Тут ребенок захлопал в ладоши и что-то громко залопотал, явно требуя, чтобы ему дали поиграть с бабочкой.
Тем временем Оуэн Уорленд искоса посматривал на Энни, чтобы понять, разделяет ли она точку зрения мужа на сравнительную ценность красоты и практической пользы. При всем ее благожелательном отношении к Оуэну, при всем ее удивлении и восхищении, с которыми она смотрела на плод его трудов и воплощение его замысла, в ней проскальзывало какое-то скрытое пренебрежение, возможно, едва ли осознаваемое ею самой, но явственно ощущаемое мастером с тонким интуитивным восприятием. Однако Оуэн на последних стадиях своих изысканий поднялся на такие высоты, где подобное открытие уже не является пыткой. Он знал, что этот мир и Энни, как его представительница, никогда не найдут подходящих слов и не испытают должных чувств, которые в полной мере вознаградили бы мастера, вложившего высокий смысл в вещицу-безделушку, превратив земной прах в духовное золото и тем самым создав подлинную красоту. Он гораздо раньше понял, что награду за высокие достижения нужно или искать в себе самом, или не искать вовсе. Однако существовала и другая точка зрения, которую полностью поняли и приняли бы Энни, ее муж и даже Питер Ховенден, заключавшаяся в том, что многолетний труд вполне может быть достойно вознагражден. Оуэн Уорленд мог бы сказать, что эта бабочка, эта игрушка, этот свадебный подарок бедного часовщика жене кузнеца на самом деле была шедевром, которым не постыдился бы владеть сам король, щедро вознаградив мастера, осыпав почестями и непременно поместив к другим королевским драгоценностям и относясь как к уникальному и чудеснейшему сокровищу. Но мастер только улыбнулся и оставил эту тайну при себе.
– Папа, – сказала Энни, думая, что похвала из уст старого часовщика доставит удовольствие его бывшему подмастерью, – подойди и полюбуйся на эту прелестную бабочку.
– Посмотрим, посмотрим, – произнес Питер Ховенден и поднялся со стула с презрительной усмешкой на лице, которая всегда заставляла людей, как и его самого, сомневаться во всем, кроме того, что имело вещественное воплощение. – Вот мой палец, чтобы она на него села.
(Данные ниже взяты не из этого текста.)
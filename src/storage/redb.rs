//! redb embedding cache implementation.
//!
//! Persists the question → embedding cache using
//! [redb](https://docs.rs/redb), a pure Rust embedded key-value store.
//!
//! # Features
//!
//! - ACID transactions with MVCC
//! - Single-writer, multiple-reader concurrency
//! - Automatic crash recovery
//!
//! Every insert commits its own write transaction, so an embedding that was
//! paid for survives a crash immediately after.

use std::path::{Path, PathBuf};

use ::redb::{Database, ReadableTable};
use tracing::{debug, info, instrument, warn};

use super::schema::{
    decode_embedding, encode_embedding, StoreMetadata, METADATA_KEY, METADATA_TABLE,
    QUESTION_EMBEDDINGS_TABLE, SCHEMA_VERSION,
};
use super::EmbeddingStorage;
use crate::config::{Config, EmbeddingDimension};
use crate::error::{Result, SolveCacheError, StorageError, ValidationError};
use crate::types::Embedding;

/// redb-backed question → embedding cache.
///
/// # Thread Safety
///
/// `RedbEmbeddingStorage` is `Send + Sync`. redb handles internal
/// synchronization using MVCC for readers and exclusive locking for writers.
#[derive(Debug)]
pub struct RedbEmbeddingStorage {
    /// The redb database handle.
    db: Database,

    /// Cached store metadata.
    metadata: StoreMetadata,

    /// Path to the database file.
    path: PathBuf,
}

impl RedbEmbeddingStorage {
    /// Opens or creates the embedding database at the given path.
    ///
    /// # Errors
    ///
    /// Returns an error if:
    /// - The database file is corrupted
    /// - The database is locked by another process
    /// - Schema version doesn't match
    /// - Embedding dimension doesn't match (for existing databases)
    #[instrument(skip(config), fields(path = %path.as_ref().display()))]
    pub fn open(path: impl AsRef<Path>, config: &Config) -> Result<Self> {
        let path = path.as_ref();
        let db_exists = path.exists();

        debug!(db_exists = db_exists, "Opening embedding cache");

        let db = Self::create_database(path)?;

        if db_exists {
            Self::open_existing(db, path.to_path_buf(), config)
        } else {
            Self::initialize_new(db, path.to_path_buf(), config)
        }
    }

    fn create_database(path: &Path) -> Result<Database> {
        // redb has no typed variant for lock conflicts; match on the message.
        let db = Database::builder().create(path).map_err(|e| {
            if e.to_string().contains("locked") {
                StorageError::DirectoryLocked(path.to_path_buf())
            } else {
                StorageError::Redb(e.to_string())
            }
        })?;

        debug!("Embedding database file opened");
        Ok(db)
    }

    #[instrument(skip(db, config), fields(path = %path.display()))]
    fn initialize_new(db: Database, path: PathBuf, config: &Config) -> Result<Self> {
        info!("Initializing new embedding cache");

        let metadata = StoreMetadata::new(config.embedding_dimension);

        let write_txn = db.begin_write().map_err(StorageError::from)?;
        {
            let mut meta_table = write_txn.open_table(METADATA_TABLE)?;
            let metadata_bytes = bincode::serialize(&metadata)
                .map_err(|e| StorageError::serialization(e.to_string()))?;
            meta_table.insert(METADATA_KEY, metadata_bytes.as_slice())?;

            let _ = write_txn.open_table(QUESTION_EMBEDDINGS_TABLE)?;
        }
        write_txn.commit().map_err(StorageError::from)?;

        info!(
            schema_version = SCHEMA_VERSION,
            dimension = config.embedding_dimension.size(),
            "Embedding cache initialized"
        );

        Ok(Self { db, metadata, path })
    }

    #[instrument(skip(db, config), fields(path = %path.display()))]
    fn open_existing(db: Database, path: PathBuf, config: &Config) -> Result<Self> {
        info!("Opening existing embedding cache");

        let read_txn = db.begin_read().map_err(StorageError::from)?;
        let mut metadata = {
            let meta_table = read_txn.open_table(METADATA_TABLE).map_err(|e| {
                StorageError::corrupted(format!("Cannot open metadata table: {}", e))
            })?;

            let metadata_bytes = meta_table
                .get(METADATA_KEY)
                .map_err(StorageError::from)?
                .ok_or_else(|| StorageError::corrupted("Missing store metadata"))?;

            bincode::deserialize::<StoreMetadata>(metadata_bytes.value())
                .map_err(|e| StorageError::corrupted(format!("Invalid metadata format: {}", e)))?
        };
        drop(read_txn);

        if !metadata.is_compatible() {
            warn!(
                expected = SCHEMA_VERSION,
                found = metadata.schema_version,
                "Schema version mismatch"
            );
            return Err(SolveCacheError::Storage(StorageError::SchemaVersionMismatch {
                expected: SCHEMA_VERSION,
                found: metadata.schema_version,
            }));
        }

        if metadata.embedding_dimension.size() != config.embedding_dimension.size() {
            warn!(
                expected = config.embedding_dimension.size(),
                found = metadata.embedding_dimension.size(),
                "Embedding dimension mismatch"
            );
            return Err(SolveCacheError::Validation(
                ValidationError::DimensionMismatch {
                    expected: config.embedding_dimension.size(),
                    got: metadata.embedding_dimension.size(),
                },
            ));
        }

        metadata.touch();
        let write_txn = db.begin_write().map_err(StorageError::from)?;
        {
            let mut meta_table = write_txn.open_table(METADATA_TABLE)?;
            let metadata_bytes = bincode::serialize(&metadata)
                .map_err(|e| StorageError::serialization(e.to_string()))?;
            meta_table.insert(METADATA_KEY, metadata_bytes.as_slice())?;
            let _ = write_txn.open_table(QUESTION_EMBEDDINGS_TABLE)?;
        }
        write_txn.commit().map_err(StorageError::from)?;

        info!(
            schema_version = metadata.schema_version,
            dimension = metadata.embedding_dimension.size(),
            "Embedding cache opened"
        );

        Ok(Self { db, metadata, path })
    }

    /// Returns the embedding dimension this cache was created with.
    #[inline]
    pub fn embedding_dimension(&self) -> EmbeddingDimension {
        self.metadata.embedding_dimension
    }

    #[cfg(test)]
    pub(crate) fn database(&self) -> &Database {
        &self.db
    }
}

impl EmbeddingStorage for RedbEmbeddingStorage {
    fn metadata(&self) -> &StoreMetadata {
        &self.metadata
    }

    fn load_embeddings(&self) -> Result<Vec<(String, Embedding)>> {
        let dimension = self.metadata.embedding_dimension.size();
        let read_txn = self.db.begin_read().map_err(StorageError::from)?;
        let table = read_txn.open_table(QUESTION_EMBEDDINGS_TABLE)?;

        let mut embeddings = Vec::new();
        for result in table.iter()? {
            let (key, value) = result.map_err(StorageError::from)?;
            let embedding = decode_embedding(value.value())?;
            if embedding.len() != dimension {
                warn!(
                    text = key.value(),
                    expected = dimension,
                    found = embedding.len(),
                    "Skipping cached embedding with wrong dimension"
                );
                continue;
            }
            embeddings.push((key.value().to_string(), embedding));
        }

        debug!(count = embeddings.len(), "Cached embeddings loaded");
        Ok(embeddings)
    }

    fn save_embedding(&self, text: &str, embedding: &[f32]) -> Result<()> {
        let bytes = encode_embedding(embedding);

        let write_txn = self.db.begin_write().map_err(StorageError::from)?;
        {
            let mut table = write_txn.open_table(QUESTION_EMBEDDINGS_TABLE)?;
            table.insert(text, bytes.as_slice())?;
        }
        write_txn.commit().map_err(StorageError::from)?;

        debug!(text_len = text.len(), "Embedding cached");
        Ok(())
    }

    fn path(&self) -> Option<&Path> {
        Some(&self.path)
    }

    #[instrument(skip(self))]
    fn close(self: Box<Self>) -> Result<()> {
        // redb flushes on drop.
        drop(self.db);
        info!("Embedding cache closed");
        Ok(())
    }
}

#[cfg(test)]
mod tests {
    use super::*;
    use tempfile::tempdir;

    fn config() -> Config {
        Config::with_dimension(EmbeddingDimension::Custom(3))
    }

    #[test]
    fn test_open_creates_database() {
        let dir = tempdir().unwrap();
        let path = dir.path().join("embeddings.redb");

        let storage = RedbEmbeddingStorage::open(&path, &config()).unwrap();
        assert!(path.exists());
        assert_eq!(storage.embedding_dimension(), EmbeddingDimension::Custom(3));
        assert_eq!(storage.metadata().schema_version, SCHEMA_VERSION);
        assert!(storage.load_embeddings().unwrap().is_empty());
    }

    #[test]
    fn test_embeddings_persist_across_reopen() {
        let dir = tempdir().unwrap();
        let path = dir.path().join("embeddings.redb");

        let storage = RedbEmbeddingStorage::open(&path, &config()).unwrap();
        storage.save_embedding("what time is it", &[0.1, 0.2, 0.3]).unwrap();
        storage.save_embedding("will it rain", &[0.3, 0.2, 0.1]).unwrap();
        storage.save_embedding("will it rain", &[0.0, 0.0, 1.0]).unwrap();
        let created_at = storage.metadata().created_at;
        Box::new(storage).close().unwrap();

        let storage = RedbEmbeddingStorage::open(&path, &config()).unwrap();
        let mut loaded = storage.load_embeddings().unwrap();
        loaded.sort_by(|a, b| a.0.cmp(&b.0));
        assert_eq!(
            loaded,
            vec![
                ("what time is it".to_string(), vec![0.1, 0.2, 0.3]),
                ("will it rain".to_string(), vec![0.0, 0.0, 1.0]),
            ]
        );
        assert_eq!(storage.metadata().created_at, created_at);
        assert!(storage.metadata().last_opened_at >= created_at);
    }

    #[test]
    fn test_dimension_mismatch_on_reopen() {
        let dir = tempdir().unwrap();
        let path = dir.path().join("embeddings.redb");

        let storage = RedbEmbeddingStorage::open(&path, &config()).unwrap();
        Box::new(storage).close().unwrap();

        let other = Config::with_dimension(EmbeddingDimension::Custom(5));
        let err = RedbEmbeddingStorage::open(&path, &other).unwrap_err();
        assert!(
            matches!(
                err,
                SolveCacheError::Validation(ValidationError::DimensionMismatch {
                    expected: 5,
                    got: 3
                })
            ),
            "Expected DimensionMismatch, got: {:?}",
            err
        );
    }

    #[test]
    fn test_equivalent_dimension_reopens() {
        let dir = tempdir().unwrap();
        let path = dir.path().join("embeddings.redb");

        let storage = RedbEmbeddingStorage::open(&path, &Config::default()).unwrap();
        storage.save_embedding("will it rain", &vec![0.5; 1536]).unwrap();
        Box::new(storage).close().unwrap();

        let custom = Config::with_dimension(EmbeddingDimension::Custom(1536));
        let storage = RedbEmbeddingStorage::open(&path, &custom).unwrap();
        assert_eq!(storage.embedding_dimension().size(), 1536);
        assert_eq!(storage.load_embeddings().unwrap().len(), 1);
    }

    #[test]
    fn test_wrong_length_entry_is_skipped() {
        let dir = tempdir().unwrap();
        let path = dir.path().join("embeddings.redb");

        let storage = RedbEmbeddingStorage::open(&path, &config()).unwrap();
        storage.save_embedding("good", &[1.0, 0.0, 0.0]).unwrap();
        storage.save_embedding("short", &[1.0]).unwrap();

        let loaded = storage.load_embeddings().unwrap();
        assert_eq!(loaded.len(), 1);
        assert_eq!(loaded[0].0, "good");
    }

    // ====================================================================
    // Corruption Detection Tests
    // ====================================================================

    #[test]
    fn test_corruption_detection_invalid_metadata_bytes() {
        let dir = tempdir().unwrap();
        let path = dir.path().join("corrupt.redb");

        let storage = RedbEmbeddingStorage::open(&path, &config()).unwrap();
        let write_txn = storage.database().begin_write().unwrap();
        {
            let mut meta = write_txn.open_table(METADATA_TABLE).unwrap();
            meta.insert(METADATA_KEY, b"not-valid-bincode".as_slice())
                .unwrap();
        }
        write_txn.commit().unwrap();
        Box::new(storage).close().unwrap();

        let err = RedbEmbeddingStorage::open(&path, &config()).unwrap_err();
        match err {
            SolveCacheError::Storage(StorageError::Corrupted(msg)) => {
                assert!(
                    msg.contains("Invalid metadata format"),
                    "Error should mention invalid format, got: {}",
                    msg
                );
            }
            other => panic!("Expected StorageError::Corrupted, got: {:?}", other),
        }
    }

    #[test]
    fn test_corruption_detection_missing_metadata_table() {
        let dir = tempdir().unwrap();
        let path = dir.path().join("foreign.redb");

        {
            let db = ::redb::Database::create(&path).unwrap();
            let write_txn = db.begin_write().unwrap();
            {
                let dummy: ::redb::TableDefinition<&str, &str> =
                    ::redb::TableDefinition::new("dummy");
                let mut table = write_txn.open_table(dummy).unwrap();
                table.insert("key", "value").unwrap();
            }
            write_txn.commit().unwrap();
        }

        let err = RedbEmbeddingStorage::open(&path, &config()).unwrap_err();
        match err {
            SolveCacheError::Storage(StorageError::Corrupted(msg)) => {
                assert!(
                    msg.contains("Cannot open metadata table"),
                    "Error should mention metadata table, got: {}",
                    msg
                );
            }
            other => panic!("Expected StorageError::Corrupted, got: {:?}", other),
        }
    }
}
Я лучше вникну, когда ее потрогаю.
Однако, к нарастающему изумлению Энни, когда отец кончиком пальца коснулся пальца ее мужа, на котором по-прежнему сидела бабочка, насекомое сложило крылышки и, казалось, собралось упасть на пол. Даже яркие золотые крапинки, усеивавшие крылья и тело бабочки – если только зрение не обманывало Энни, – потускнели, сверкавший лиловый цвет потемнел, а подобное звездному сияние вокруг руки кузнеца стало меркнуть и погасло.
– Она умирает! Умирает! – встревоженно воскликнула Энни.
– Она очень тонкой работы, – спокойно произнес мастер. – Как я уже говорил, она вобрала в себя некое духовное начало – называйте его магнетизмом или чем-то еще. В атмосфере недоверия и насмешек ее утонченная натура страдает так же, как и душа того, кто вдохнул в нее собственную жизнь. Она уже утратила красоту, и через несколько мгновений ее механизм будет непоправимо испорчен.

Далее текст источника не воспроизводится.